Я навестил его в Дюссельдорфе в пятьдесят втором году и был поражен происшедшей в нем переменой. Передо мной стоял человек с неподвижным лицом и большими тусклыми глазами. Поздоровавшись со мной, он тут же снова скрылся и явился не скоро, держа в руках тетрадку.
— Что это у тебя?
— Тут все записано, — сказал он. — Все, о чем мы будем говорить с тобой.
В это время к нам вошла Клара, и он отложил тетрадку.
Клара очень похудела, но казалась спокойной. Мы обменялись немногими словами. Пристально посмотрев на меня, она сказала:
— Я думаю, вам будет приятно заняться музыкой.
Я понял значение ее взгляда. Говорить Роберту трудно. Музыка должна вернуть ему равновесие.
Он играл не самое последнее — «Лесные» и «Детские» сцены[48].
Пьесы для детей он начал писать давно, сначала для своих собственных. Теперь их играют дети всех стран. Должно быть, оттого, что он был дружен с детьми, ему удалось выразить мир ребенка, столь непохожий на мир взрослого.

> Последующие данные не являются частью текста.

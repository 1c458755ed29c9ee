use anyhow::{Context, Result};
use serde::de::DeserializeOwned;
use serde::{Deserialize, Serialize};
use serde_json::json;

use crate::chunking::DEFAULT_CHUNK_WORDS;
use crate::config::LlmConfig;

/// Longest text sent to the embedding API, in chars. Sized so a full chunk
/// of long words in any script fits uncut.
const MAX_EMBED_CHARS: usize = DEFAULT_CHUNK_WORDS * 24;

const GEMINI_BATCH: usize = 100;
const OLLAMA_BATCH: usize = 32;
const OPENAI_BATCH: usize = 64;

#[derive(Debug, Clone, Copy, PartialEq, Eq)]
enum EmbedTask {
    Document,
    Query,
}

impl EmbedTask {
    fn gemini_task_type(self) -> &'static str {
        match self {
            EmbedTask::Document => "RETRIEVAL_DOCUMENT",
            EmbedTask::Query => "RETRIEVAL_QUERY",
        }
    }
}

fn truncate_for_embedding(text: &str) -> &str {
    match text.char_indices().nth(MAX_EMBED_CHARS) {
        Some((end, _)) => &text[..end],
        None => text,
    }
}

/// POST `body` and decode a JSON reply, naming `provider` in every error.
async fn post_json<B: Serialize + ?Sized, T: DeserializeOwned>(
    request: reqwest::RequestBuilder,
    body: &B,
    provider: &str,
) -> Result<T> {
    let resp = request
        .json(body)
        .send()
        .await
        .with_context(|| format!("Failed to call {provider} embed API"))?;

    let status = resp.status();
    if !status.is_success() {
        let body = resp.text().await.unwrap_or_default();
        anyhow::bail!("{provider} embed API returned {status}: {body}");
    }

    resp.json()
        .await
        .with_context(|| format!("Failed to parse {provider} embed response"))
}

/// Embed a batch of stored documents (profile text, PDF chunks).
pub async fn embed_batch(
    client: &reqwest::Client,
    config: &LlmConfig,
    texts: &[String],
) -> Result<Vec<Vec<f32>>> {
    embed(client, config, texts, EmbedTask::Document).await
}

/// Embed a single search query.
pub async fn embed_single(
    client: &reqwest::Client,
    config: &LlmConfig,
    text: &str,
) -> Result<Vec<f32>> {
    let results = embed(client, config, &[text.to_string()], EmbedTask::Query).await?;
    results
        .into_iter()
        .next()
        .context("No embedding returned")
}

async fn embed(
    client: &reqwest::Client,
    config: &LlmConfig,
    texts: &[String],
    task: EmbedTask,
) -> Result<Vec<Vec<f32>>> {
    if texts.is_empty() {
        return Ok(Vec::new());
    }

    let truncated: Vec<String> = texts
        .iter()
        .map(|t| truncate_for_embedding(t).to_string())
        .collect();

    let embeddings = match config.provider.as_str() {
        "gemini" => embed_gemini(client, config, &truncated, task).await?,
        "ollama" => embed_ollama(client, config, &truncated).await?,
        "openai" => embed_openai(client, config, &truncated).await?,
        other => anyhow::bail!("Unknown LLM provider: {other}"),
    };

    if embeddings.len() != texts.len() {
        anyhow::bail!(
            "Embedding API returned {} vectors for {} inputs",
            embeddings.len(),
            texts.len()
        );
    }
    Ok(embeddings)
}

// ─── Gemini ──────────────────────────────────────────────

#[derive(Serialize)]
#[serde(rename_all = "camelCase")]
struct GeminiEmbedRequest {
    model: String,
    content: GeminiContent,
    task_type: &'static str,
}

#[derive(Serialize)]
struct GeminiContent {
    parts: Vec<GeminiPart>,
}

#[derive(Serialize)]
struct GeminiPart {
    text: String,
}

#[derive(Serialize)]
struct GeminiBatchRequest {
    requests: Vec<GeminiEmbedRequest>,
}

#[derive(Deserialize)]
struct GeminiBatchResponse {
    #[serde(default)]
    embeddings: Vec<GeminiEmbedding>,
}

#[derive(Deserialize)]
struct GeminiEmbedding {
    values: Vec<f32>,
}

async fn embed_gemini(
    client: &reqwest::Client,
    config: &LlmConfig,
    texts: &[String],
    task: EmbedTask,
) -> Result<Vec<Vec<f32>>> {
    let model = config.embedding_model.trim_start_matches("models/");
    let url = format!("{}/models/{model}:batchEmbedContents", config.base_url);
    let api_key = config
        .api_key
        .as_deref()
        .context("GOOGLE_API_KEY not set")?;

    // batchEmbedContents accepts at most 100 requests per call
    let mut vectors = Vec::with_capacity(texts.len());
    for batch in texts.chunks(GEMINI_BATCH) {
        let req = GeminiBatchRequest {
            requests: batch
                .iter()
                .map(|text| GeminiEmbedRequest {
                    model: format!("models/{model}"),
                    content: GeminiContent {
                        parts: vec![GeminiPart { text: text.clone() }],
                    },
                    task_type: task.gemini_task_type(),
                })
                .collect(),
        };
        let body: GeminiBatchResponse =
            post_json(client.post(&url).header("x-goog-api-key", api_key), &req, "Gemini").await?;
        vectors.extend(body.embeddings.into_iter().map(|e| e.values));
    }
    Ok(vectors)
}

// ─── Ollama ──────────────────────────────────────────────

#[derive(Deserialize)]
struct OllamaVectors {
    embeddings: Vec<Vec<f32>>,
}

async fn embed_ollama(
    client: &reqwest::Client,
    config: &LlmConfig,
    texts: &[String],
) -> Result<Vec<Vec<f32>>> {
    let url = format!("{}/api/embed", config.base_url);
    let mut vectors = Vec::with_capacity(texts.len());
    for batch in texts.chunks(OLLAMA_BATCH) {
        let body = json!({
            "model": config.embedding_model,
            "input": batch,
            "truncate": true,
        });
        let reply: OllamaVectors = post_json(client.post(&url), &body, "Ollama").await?;
        vectors.extend(reply.embeddings);
    }
    Ok(vectors)
}

// ─── OpenAI-compatible ───────────────────────────────────

#[derive(Deserialize)]
struct OpenAiVectors {
    data: Vec<OpenAiVector>,
}

#[derive(Deserialize)]
struct OpenAiVector {
    #[serde(default)]
    index: usize,
    embedding: Vec<f32>,
}

async fn embed_openai(
    client: &reqwest::Client,
    config: &LlmConfig,
    texts: &[String],
) -> Result<Vec<Vec<f32>>> {
    let url = format!("{}/v1/embeddings", config.base_url);
    let mut vectors = Vec::with_capacity(texts.len());
    for batch in texts.chunks(OPENAI_BATCH) {
        let mut request = client.post(&url);
        if let Some(key) = config.api_key.as_deref() {
            request = request.bearer_auth(key);
        }
        let body = json!({
            "model": config.embedding_model,
            "input": batch,
            "encoding_format": "float",
        });
        let mut reply: OpenAiVectors = post_json(request, &body, "OpenAI").await?;
        // Items carry their input position; keep vectors aligned with `batch`.
        reply.data.sort_by_key(|item| item.index);
        vectors.extend(reply.data.into_iter().map(|item| item.embedding));
    }
    Ok(vectors)
}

«Лесные сцены» очаровали меня. Они напомнили мне детство и прогулки в таинственном лесу, где на каждом повороте ожидали чудеса.
Одна только пьеса в этом сборнике показалась мне зловеще-причудливой, нарушающей весь его строй. Во время прогулки ранней осенью путники натыкаются в лесу на «Гиблое место» — так называется пьеса. Там вокруг болота среди вечного мрака и сырости растут красивые, но странные белые цветы.
Признаться, мне стало не по себе и от мрачного колорита, и от стихотворного эпиграфа к этой сцене, который Шуман прочитал мне. Но пьеса кончилась. «Гиблое место» осталось позади. Путники выбрались на полянку, нашли лесную сторожку, отдохнули. Потом им встретились одинокие цветы — яркие и свежие, которые покачивали головками, словно жаловались: «Мы одни во всем лесу».
И вдруг на закате послышалось пение неведомой птицы, которую Шуман назвал «Птичка-предвестница». Только это не был голос кукушки, а другой, гораздо мелодичнее.
Ни у кого я не встречал такой оригинальной пьесы, ни у одного композитора! Она состоит из вопросительных фраз и как будто не имеет ни начала, ни конца. Фразы словно прерываются многоточиями. Но мой слух и не требовал большего.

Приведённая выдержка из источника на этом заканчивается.